It is sectional drawing which shows roughly the structure of the board | substrate receiving apparatus with which the board | substrate position shift detection system which concerns on this Embodiment is applied, and a container. FIG. 2 is a cross-sectional view showing the positional relationship between a cassette, a lid, and a wafer when the wafer is not displaced from a predetermined accommodation position in the substrate receiving apparatus and container of FIG. 1. It is a top view which shows the positional relationship of the cassette in FIG. 2, a cover body, and a wafer. FIG. 2 is a cross-sectional view showing a positional relationship among a cassette, a lid, and a wafer when a wafer is displaced from a predetermined accommodation position in the substrate receiving apparatus and container of FIG. 1. It is a top view which shows the positional relationship of the cassette in FIG. 4, a cover body, and a wafer. It is a top view which shows roughly the structure of the modification of the board | substrate position shift detection system which concerns on this Embodiment.

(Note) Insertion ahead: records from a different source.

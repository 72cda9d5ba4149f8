// Copyright (c) 2026 bad-antics
// Licensed under the MIT License. See LICENSE file in the project root.

//! QuakeWatch - accelerometer earthquake detector
//!
//! Watches a motion sensor and checks every burst of shaking against the
//! USGS earthquake feed, showing the verdict on an RGB LCD.

use std::path::PathBuf;
use std::sync::Arc;

use anyhow::Result;
use clap::Parser;
use tokio::sync::broadcast;
use tracing::{info, warn, Level};
use tracing_subscriber::FmtSubscriber;

use quakewatch::display::{ConsoleDisplay, DisplayController, DisplayDevice};
use quakewatch::sensors::{SampleSource, SimulatedAccelerometer};
use quakewatch::{build_info, Config, Engine, UsgsFeed, VerificationClient, VERSION};

/// QuakeWatch - accelerometer earthquake detector
#[derive(Parser, Debug)]
#[command(name = "quakewatch")]
#[command(author = "QuakeWatch Project")]
#[command(version = VERSION)]
#[command(about = "Detect shaking and verify it against the USGS earthquake feed")]
struct Args {
    /// Configuration file path
    #[arg(short, long)]
    config: Option<PathBuf>,

    /// Use a simulated accelerometer and log the display to the console
    #[arg(long)]
    demo: bool,

    /// Enable debug logging
    #[arg(short, long)]
    debug: bool,

    /// Enable trace-level logging
    #[arg(long)]
    trace: bool,

    /// Override the configured latitude
    #[arg(long, allow_hyphen_values = true)]
    latitude: Option<f64>,

    /// Override the configured longitude
    #[arg(long, allow_hyphen_values = true)]
    longitude: Option<f64>,

    /// Override the event feed endpoint
    #[arg(long)]
    endpoint: Option<String>,
}

fn main() -> Result<()> {
    let args = Args::parse();

    // Initialize logging
    let log_level = if args.trace {
        Level::TRACE
    } else if args.debug {
        Level::DEBUG
    } else {
        Level::INFO
    };

    let subscriber = FmtSubscriber::builder()
        .with_max_level(log_level)
        .with_target(false)
        .with_file(args.debug)
        .with_line_number(args.debug)
        .with_ansi(true)
        .finish();
    tracing::subscriber::set_global_default(subscriber)?;

    let build = build_info();
    info!("QuakeWatch v{} ({}/{}, features: {:?})", build.version, build.os, build.target, build.features);

    // Load or create configuration
    let config_path = args.config.clone().unwrap_or_else(Config::default_path);
    let mut config = Config::load_or_create(&config_path)?;

    // Override with command line args
    if args.demo {
        config.demo_mode = true;
    }
    if let Some(latitude) = args.latitude {
        config.location.latitude = latitude;
    }
    if let Some(longitude) = args.longitude {
        config.location.longitude = longitude;
    }
    if let Some(endpoint) = args.endpoint {
        config.feed.endpoint = endpoint;
    }
    config.validate()?;

    info!("Configuration loaded from {:?}", config_path);
    info!("Demo mode: {}", config.demo_mode);

    let rt = tokio::runtime::Runtime::new()?;
    rt.block_on(run(config))
}

async fn run(config: Config) -> Result<()> {
    let (source, device) = open_devices(&config)?;

    let (display, display_task) = DisplayController::spawn(device);
    let feed = Arc::new(UsgsFeed::new(&config.feed)?);
    info!("Verifying against {}", feed.endpoint());

    let verifier = VerificationClient::new(feed, config.location, display);
    let mut engine = Engine::new(source, verifier);

    let (shutdown_tx, shutdown_rx) = broadcast::channel(1);
    tokio::spawn(async move {
        match tokio::signal::ctrl_c().await {
            Ok(()) => info!("Shutdown signal received, cleaning up..."),
            Err(e) => warn!("Could not listen for Ctrl+C: {}", e),
        }
        let _ = shutdown_tx.send(());
    });

    info!("QuakeWatch running, press Ctrl+C to stop");
    engine.run(shutdown_rx).await?;

    // The engine owns the last display handle
    drop(engine);
    let _ = display_task.await;

    info!("QuakeWatch shutdown complete");
    Ok(())
}

type Devices = (Box<dyn SampleSource>, Box<dyn DisplayDevice>);

fn open_devices(config: &Config) -> Result<Devices> {
    if config.demo_mode {
        info!("Using simulated accelerometer and console display");
        return Ok(demo_devices());
    }

    #[cfg(feature = "hardware")]
    {
        use quakewatch::display::Jhd1313m1;
        use quakewatch::sensors::Mma7660Sensor;

        let sensor: Box<dyn SampleSource> = Box::new(Mma7660Sensor::open(
            config.sensor.i2c_bus,
            config.sensor.address,
            config.sensor.axis,
        )?);
        let lcd: Box<dyn DisplayDevice> = Box::new(Jhd1313m1::open(
            config.display.i2c_bus,
            config.display.lcd_address,
            config.display.rgb_address,
        )?);
        return Ok((sensor, lcd));
    }

    #[cfg(not(feature = "hardware"))]
    {
        warn!("Built without the hardware feature, falling back to demo devices");
        return Ok(demo_devices());
    }
}

fn demo_devices() -> Devices {
    (
        Box::new(SimulatedAccelerometer::new("simulated-accelerometer")),
        Box::new(ConsoleDisplay::new()),
    )
}
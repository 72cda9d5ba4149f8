// Copyright (c) 2026 bad-antics
// Licensed under the MIT License. See LICENSE file in the project root.

//! Cancellable one-shot timer

use std::future::pending;
use std::pin::Pin;
use std::time::Duration;

use tokio::time::{sleep_until, Instant, Sleep};

/// One-shot timer with at most one pending deadline. Arming again moves the
/// deadline instead of adding a second one.
#[derive(Debug)]
pub struct AutoClearTimer {
    delay: Duration,
    sleep: Option<Pin<Box<Sleep>>>,
}

impl AutoClearTimer {
    pub fn new(delay: Duration) -> Self {
        Self { delay, sleep: None }
    }

    pub fn delay(&self) -> Duration {
        self.delay
    }

    /// Arm for `delay` from now, superseding any pending deadline
    pub fn arm(&mut self) {
        let deadline = Instant::now() + self.delay;
        match self.sleep.as_mut() {
            Some(sleep) => sleep.as_mut().reset(deadline),
            None => self.sleep = Some(Box::pin(sleep_until(deadline))),
        }
    }

    pub fn cancel(&mut self) {
        self.sleep = None;
    }

    pub fn is_armed(&self) -> bool {
        self.sleep.is_some()
    }

    pub fn deadline(&self) -> Option<Instant> {
        self.sleep.as_ref().map(|s| s.deadline())
    }

    /// Resolves when the pending deadline passes, disarming the timer.
    /// Never resolves while disarmed. Cancel-safe.
    pub async fn expired(&mut self) {
        match self.sleep.as_mut() {
            Some(sleep) => {
                sleep.as_mut().await;
                self.sleep = None;
            }
            None => pending().await,
        }
    }
}

#[cfg(test)]
mod tests {
    use super::*;
    use tokio::time::{advance, timeout};

    const DELAY: Duration = Duration::from_secs(15);

    #[tokio::test(start_paused = true)]
    async fn test_fires_after_delay() {
        let mut timer = AutoClearTimer::new(DELAY);
        let start = Instant::now();
        timer.arm();
        timer.expired().await;
        let elapsed = start.elapsed();
        assert!(elapsed >= DELAY && elapsed < DELAY + Duration::from_millis(5));
        assert!(!timer.is_armed());
    }

    #[tokio::test(start_paused = true)]
    async fn test_rearm_supersedes_first_deadline() {
        let mut timer = AutoClearTimer::new(DELAY);
        let start = Instant::now();
        timer.arm();
        advance(Duration::from_secs(4)).await;
        timer.arm();

        timer.expired().await;
        let elapsed = start.elapsed();
        assert!(elapsed >= Duration::from_secs(19), "fired early at {:?}", elapsed);
        assert!(elapsed < Duration::from_secs(20));

        // nothing left to fire
        assert!(timeout(Duration::from_secs(60), timer.expired()).await.is_err());
    }

    #[tokio::test(start_paused = true)]
    async fn test_cancel_disarms() {
        let mut timer = AutoClearTimer::new(DELAY);
        timer.arm();
        timer.cancel();
        assert_eq!(timer.deadline(), None);
        assert!(timeout(Duration::from_secs(60), timer.expired()).await.is_err());
    }
}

It is sectional drawing which shows schematically the structure of the board | substrate receiving apparatus with which the conventional board | substrate position shift detection system is applied, and a container.

Explanation of symbols

W, Wo Wafer 1 Container 2 Main body 3 Lid 4 Cassette 5 Cassette module 6 Port 8 Carrier 10 Retroreflective sensor 11 Transmission window 12 Retroreflective plate

Claims (8)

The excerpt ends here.